● Exercise description:
When a line of the listing below has the string "slots" in it, copy that line.

● Input data:
use std::path::PathBuf;

use anyhow::{Context, Result};
use clap::Parser;
use tracing::{info, warn, Level};
use tracing_subscriber::EnvFilter;

use frame_batcher::{io::save_batch, Compositor, JobConfig};

#[derive(Parser)]
#[command(
    name = "frame-batcher",
    version,
    about = "Compose up to six image sources into a fixed-length frame batch",
    long_about = "Frame-Batcher places single images (repeated) and image batches (taken in order) at chosen frame positions, resizes everything to the first source's geometry, and writes the resulting frame sequence plus a mask sequence as PNG files."
)]
struct Cli {
    /// Job file (TOML) describing max_frames and the sources
    #[arg(short, long)]
    job: PathBuf,

    /// Output directory (overrides the job file)
    #[arg(short, long)]
    output: Option<PathBuf>,

    /// Output length (overrides the job file)
    #[arg(short, long)]
    max_frames: Option<usize>,

    /// Normalize sources on the calling thread only
    #[arg(long)]
    sequential: bool,

    /// Enable verbose logging
    #[arg(short, long)]
    verbose: bool,
}

fn main() -> Result<()> {
    let cli = Cli::parse();

    // Initialize logging; RUST_LOG wins over --verbose
    let log_level = if cli.verbose { Level::DEBUG } else { Level::INFO };
    let filter = EnvFilter::try_from_default_env()
        .unwrap_or_else(|_| EnvFilter::new(log_level.as_str().to_lowercase()));
    tracing_subscriber::fmt().with_env_filter(filter).init();

    info!("Starting Frame-Batcher v{}", env!("CARGO_PKG_VERSION"));
    info!("Job: {:?}", cli.job);

    let mut job = JobConfig::from_file(&cli.job).map_err(|e| anyhow::anyhow!(e.user_message()))?;
    if let Some(output) = cli.output {
        job.output.directory = output;
    }
    if let Some(max_frames) = cli.max_frames {
        job.max_frames = max_frames;
    }
    if cli.sequential {
        job.processing.parallel = false;
    }
    job.validate().map_err(|e| anyhow::anyhow!(e.user_message()))?;

    let sources = job
        .load_sources()
        .map_err(|e| anyhow::anyhow!(e.user_message()))
        .context("Failed to load sources")?;
    info!("Loaded {} of 6 sources", sources.bound_count());

    let compositor =
        Compositor::new(job.batch_options()).map_err(|e| anyhow::anyhow!(e.user_message()))?;
    let composition = compositor.compose(job.max_frames, &sources);

    for summary in &composition.summaries {
        if summary.slots.is_empty() {
            warn!(
                "Source {} ({}) placed no frames",
                summary.source, summary.regime
            );
            continue;
        }
        info!(
            "Source {} ({}): slots {}..={}{}",
            summary.source,
            summary.regime,
            summary.slots[0] + 1,
            summary.slots[summary.slots.len() - 1] + 1,
            if summary.truncated { " (truncated)" } else { "" }
        );
    }

    if composition.output.is_empty() {
        warn!("No sources bound; nothing to write");
        return Ok(());
    }

    let out_dir = &job.output.directory;
    let frames = save_batch(&composition.output, out_dir.join("frames"), &job.output.frame_prefix)?;
    let masks = save_batch(&composition.masks, out_dir.join("masks"), &job.output.mask_prefix)?;

    info!(
        "Wrote {} frames and {} masks to {:?}",
        frames.len(),
        masks.len(),
        out_dir
    );
    Ok(())
}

● Your solution:
        if summary.slots.is_empty() {
            "Source {} ({}): slots {}..={}{}",
            summary.slots[0] + 1,
            summary.slots[summary.slots.len() - 1] + 1,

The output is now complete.